Source: Lindsay Morris

Originally published on The Huffington Post and cross-posted here with the author’s permission.

Recently, a video about a transgender child in California named Ryland Whittington went viral. It is beautiful and moving and shows the power of unconditional parental love.

Sadly, like every other conversation about transgender children, the comments section was often unkind. Scanning the comments, I saw the same poorly thought-out ideas keep popping up. Many of them were similar to things said about transgender adults, but others were particular to transgender children.

I think it’s time to put these misconceptions to bed.

1. Children are too young to know these things or make these decisions.

The overwhelming consensus of the psychological community is that gender identity is formed by the age of two or three. The consensus of the medical community is that sexual dimorphism of the brain occurs in utero as a result of exposure, or lack thereof, to androgens.

In other words, gender identity and expression are determined before a child is even born. It is only at two or three that they can express it.

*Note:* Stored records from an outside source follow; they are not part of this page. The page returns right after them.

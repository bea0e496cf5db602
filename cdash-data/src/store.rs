//! Global application store.
//!
//! State is an immutable [`AppState`] snapshot. Every [`Action`] goes through
//! the pure [`reduce`] function to produce the next snapshot, which is then
//! pushed to all subscribers before [`Store::dispatch`] returns.
//!
//! # Architecture
//!
//! - `Rc<RefCell<_>>` wrapper for interior mutability in single-threaded WASM
//! - Snapshots are `Rc<AppState>` and the collections inside are `Rc<Vec<_>>`,
//!   so a selection change never copies the record list
//! - Listeners run outside the `RefCell` borrow, so a listener may dispatch

use crate::columns::ColumnDescriptor;
use crate::record::Record;
use std::cell::RefCell;
use std::fmt;
use std::rc::Rc;

/// Snapshot of everything the dashboard renders.
#[derive(Debug, Clone, PartialEq, Default)]
pub struct AppState {
    pub records: Rc<Vec<Record>>,
    pub column_config: Rc<Vec<ColumnDescriptor>>,
    /// `None` until the first selection.
    pub selected_record: Option<Record>,
}

/// The closed set of state transitions.
#[derive(Debug, Clone, PartialEq)]
pub enum Action {
    /// Append descriptors to `column_config`. Dispatching twice duplicates
    /// every column, so startup goes through [`Store::initialize`].
    LoadColumns(Vec<ColumnDescriptor>),
    /// Append records to `records`.
    LoadRecords(Vec<Record>),
    /// Replace the current selection.
    SelectRecord(Record),
}

/// Apply `action` to `state`, producing the next snapshot.
pub fn reduce(state: &AppState, action: Action) -> AppState {
    match action {
        Action::LoadColumns(columns) => AppState {
            column_config: Rc::new(append(&state.column_config, columns)),
            ..state.clone()
        },
        Action::LoadRecords(records) => AppState {
            records: Rc::new(append(&state.records, records)),
            ..state.clone()
        },
        Action::SelectRecord(record) => AppState {
            selected_record: Some(record),
            ..state.clone()
        },
    }
}

fn append<T: Clone>(existing: &[T], more: Vec<T>) -> Vec<T> {
    let mut out = Vec::with_capacity(existing.len() + more.len());
    out.extend_from_slice(existing);
    out.extend(more);
    out
}

/// Handle returned by [`Store::subscribe`].
#[derive(Debug, Clone, Copy, PartialEq, Eq, Hash)]
pub struct SubscriptionId(u64);

type Listener = Rc<dyn Fn(&Rc<AppState>)>;

struct Inner {
    state: Rc<AppState>,
    listeners: Vec<(SubscriptionId, Listener)>,
    next_id: u64,
    initialized: bool,
}

/// Process-wide state container.
///
/// Cheaply cloneable (via `Rc`); clones share the same state and listeners.
#[derive(Clone)]
pub struct Store {
    inner: Rc<RefCell<Inner>>,
}

impl Store {
    /// Create a store holding an empty [`AppState`].
    pub fn new() -> Self {
        Self {
            inner: Rc::new(RefCell::new(Inner {
                state: Rc::new(AppState::default()),
                listeners: Vec::new(),
                next_id: 0,
                initialized: false,
            })),
        }
    }

    /// Current snapshot.
    pub fn get_state(&self) -> Rc<AppState> {
        self.inner.borrow().state.clone()
    }

    /// Reduce `action` into a new snapshot and notify every subscriber
    /// synchronously.
    pub fn dispatch(&self, action: Action) {
        let (state, listeners) = {
            let mut inner = self.inner.borrow_mut();
            if matches!(action, Action::LoadColumns(_)) && !inner.state.column_config.is_empty() {
                log::warn!(
                    "[CDash] store: LoadColumns dispatched with {} columns already loaded; entries will duplicate",
                    inner.state.column_config.len()
                );
            }
            let next = Rc::new(reduce(&inner.state, action));
            inner.state = next.clone();
            let listeners: Vec<Listener> =
                inner.listeners.iter().map(|(_, l)| l.clone()).collect();
            (next, listeners)
        };

        for listener in listeners {
            listener(&state);
        }
    }

    /// Register `listener`; it is called with every new snapshot.
    pub fn subscribe(&self, listener: impl Fn(&Rc<AppState>) + 'static) -> SubscriptionId {
        let mut inner = self.inner.borrow_mut();
        let id = SubscriptionId(inner.next_id);
        inner.next_id += 1;
        inner.listeners.push((id, Rc::new(listener)));
        id
    }

    /// Remove a listener. Returns false if `id` was not subscribed.
    pub fn unsubscribe(&self, id: SubscriptionId) -> bool {
        let mut inner = self.inner.borrow_mut();
        let before = inner.listeners.len();
        inner.listeners.retain(|(sid, _)| *sid != id);
        inner.listeners.len() != before
    }

    /// Startup sequence: load columns, load records, select the first record.
    ///
    /// Runs once per store; later calls (re-mount, hot reload) are ignored
    /// and return false.
    pub fn initialize(&self, columns: Vec<ColumnDescriptor>, records: Vec<Record>) -> bool {
        {
            let mut inner = self.inner.borrow_mut();
            if inner.initialized {
                log::warn!("[CDash] store: initialize called twice; ignoring");
                return false;
            }
            inner.initialized = true;
        }

        let first = records.first().cloned();
        self.dispatch(Action::LoadColumns(columns));
        self.dispatch(Action::LoadRecords(records));
        if let Some(record) = first {
            self.dispatch(Action::SelectRecord(record));
        }
        let state = self.get_state();
        log::info!(
            "[CDash] store: Initialized with {} columns, {} records",
            state.column_config.len(),
            state.records.len()
        );
        true
    }
}

impl Default for Store {
    fn default() -> Self {
        Self::new()
    }
}

impl PartialEq for Store {
    fn eq(&self, other: &Self) -> bool {
        Rc::ptr_eq(&self.inner, &other.inner)
    }
}

impl fmt::Debug for Store {
    fn fmt(&self, f: &mut fmt::Formatter<'_>) -> fmt::Result {
        let inner = self.inner.borrow();
        f.debug_struct("Store")
            .field("records", &inner.state.records.len())
            .field("columns", &inner.state.column_config.len())
            .field("listeners", &inner.listeners.len())
            .finish()
    }
}

#[cfg(test)]
mod tests {
    use super::*;
    use crate::record::{sample_record, RecordField};
    use std::cell::Cell;

    fn columns() -> Vec<ColumnDescriptor> {
        vec![
            ColumnDescriptor::new(RecordField::CompanyName, "Company Name", Some(150)),
            ColumnDescriptor::new(RecordField::Turnover, "Turnover", None),
        ]
    }

    #[test]
    fn store_starts_empty() {
        let store = Store::new();
        let state = store.get_state();
        assert!(state.records.is_empty());
        assert!(state.column_config.is_empty());
        assert!(state.selected_record.is_none());
    }

    #[test]
    fn load_records_appends_in_dispatch_order() {
        let store = Store::new();
        let batch = vec![sample_record("r1", 100), sample_record("r2", 200)];
        store.dispatch(Action::LoadRecords(batch.clone()));
        store.dispatch(Action::LoadRecords(batch.clone()));

        let state = store.get_state();
        assert_eq!(state.records.len(), 4);
        let names: Vec<&str> = state.records.iter().map(|r| r.company_name.as_str()).collect();
        assert_eq!(names, ["r1", "r2", "r1", "r2"]);
    }

    #[test]
    fn load_columns_appends() {
        let store = Store::new();
        store.dispatch(Action::LoadColumns(columns()));
        store.dispatch(Action::LoadColumns(columns()));
        assert_eq!(store.get_state().column_config.len(), 4);
    }

    #[test]
    fn select_record_replaces_selection() {
        let store = Store::new();
        let first = sample_record("first", 100);
        let second = sample_record("second", 200);

        store.dispatch(Action::SelectRecord(first.clone()));
        assert_eq!(store.get_state().selected_record.as_ref(), Some(&first));

        store.dispatch(Action::SelectRecord(second.clone()));
        assert_eq!(store.get_state().selected_record.as_ref(), Some(&second));

        store.dispatch(Action::SelectRecord(first.clone()));
        assert_eq!(store.get_state().selected_record.as_ref(), Some(&first));
    }

    #[test]
    fn reduce_leaves_previous_snapshot_untouched() {
        let before = AppState::default();
        let after = reduce(&before, Action::LoadRecords(vec![sample_record("a", 1)]));
        assert!(before.records.is_empty());
        assert_eq!(after.records.len(), 1);
    }

    #[test]
    fn select_shares_record_list() {
        let state = reduce(
            &AppState::default(),
            Action::LoadRecords(vec![sample_record("a", 1)]),
        );
        let selected = reduce(&state, Action::SelectRecord(sample_record("a", 1)));
        assert!(Rc::ptr_eq(&state.records, &selected.records));
    }

    #[test]
    fn listeners_see_new_state_before_dispatch_returns() {
        let store = Store::new();
        let seen = Rc::new(RefCell::new(Vec::new()));
        let seen_in = seen.clone();
        store.subscribe(move |state| {
            let name = state
                .selected_record
                .as_ref()
                .map(|r| r.company_name.clone());
            seen_in.borrow_mut().push(name);
        });

        store.dispatch(Action::SelectRecord(sample_record("x", 1)));
        assert_eq!(*seen.borrow(), vec![Some("x".to_string())]);
    }

    #[test]
    fn unsubscribe_stops_notifications() {
        let store = Store::new();
        let calls = Rc::new(Cell::new(0));
        let calls_in = calls.clone();
        let id = store.subscribe(move |_| calls_in.set(calls_in.get() + 1));

        store.dispatch(Action::SelectRecord(sample_record("a", 1)));
        assert!(store.unsubscribe(id));
        store.dispatch(Action::SelectRecord(sample_record("b", 1)));

        assert_eq!(calls.get(), 1);
        assert!(!store.unsubscribe(id));
    }

    #[test]
    fn listener_may_dispatch() {
        let store = Store::new();
        let inner_store = store.clone();
        store.subscribe(move |state| {
            if state.selected_record.is_none() && !state.records.is_empty() {
                inner_store.dispatch(Action::SelectRecord(state.records[0].clone()));
            }
        });

        store.dispatch(Action::LoadRecords(vec![sample_record("only", 1)]));
        let state = store.get_state();
        assert_eq!(
            state.selected_record.as_ref().map(|r| r.company_name.as_str()),
            Some("only")
        );
    }

    #[test]
    fn initialize_selects_first_record_once() {
        let store = Store::new();
        let records = vec![sample_record("a", 1), sample_record("b", 2)];

        assert!(store.initialize(columns(), records.clone()));
        assert!(!store.initialize(columns(), records));

        let state = store.get_state();
        assert_eq!(state.column_config.len(), 2);
        assert_eq!(state.records.len(), 2);
        assert_eq!(
            state.selected_record.as_ref().map(|r| r.company_name.as_str()),
            Some("a")
        );
    }

    #[test]
    fn initialize_with_no_records_leaves_selection_empty() {
        let store = Store::new();
        store.initialize(columns(), Vec::new());
        assert!(store.get_state().selected_record.is_none());
    }

    #[test]
    fn clones_share_state() {
        let store = Store::new();
        let other = store.clone();
        store.dispatch(Action::LoadRecords(vec![sample_record("a", 1)]));
        assert_eq!(other.get_state().records.len(), 1);
        assert_eq!(store, other);
        assert_ne!(store, Store::new());
    }
}
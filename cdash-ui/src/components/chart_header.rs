//! Chart header with the selected company and the Y-axis unit.

use dioxus::prelude::*;

#[derive(Props, Clone, PartialEq)]
pub struct ChartHeaderProps {
    /// Section title
    pub title: String,
    /// Name of the company being charted; empty before the first selection
    #[props(default = String::new())]
    pub company: String,
    /// Y-axis unit explanation (e.g., "US Dollars (USD)")
    #[props(default = String::new())]
    pub unit_description: String,
}

#[component]
pub fn ChartHeader(props: ChartHeaderProps) -> Element {
    rsx! {
        div {
            style: "margin-bottom: 8px;",
            h3 {
                style: "margin: 0 0 4px 0; font-size: 16px;",
                "{props.title}"
            }
            if !props.company.is_empty() {
                p {
                    style: "margin: 0; font-size: 13px; color: #228BE6;",
                    "{props.company}"
                }
            } else {
                p {
                    style: "margin: 0; font-size: 13px; color: #999;",
                    "Click a row to chart a company"
                }
            }
            if !props.unit_description.is_empty() {
                p {
                    style: "margin: 0; font-size: 12px; color: #666;",
                    "Y-axis: {props.unit_description}"
                }
            }
        }
    }
}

Even those psychologists who push for “reparative therapy” to “normalize” gender non-conforming children acknowledge that if a child is still asserting a particular gender identity at the age of six, the odds of it changing are exceedingly small.

2. You are whatever your bits say you are.

In utero, the reproductive organs develop and differentiate earlier than the brain does. When the brain later develops in ways that typically differentiate between male and female, it is based on whether or not the androgens are present and received.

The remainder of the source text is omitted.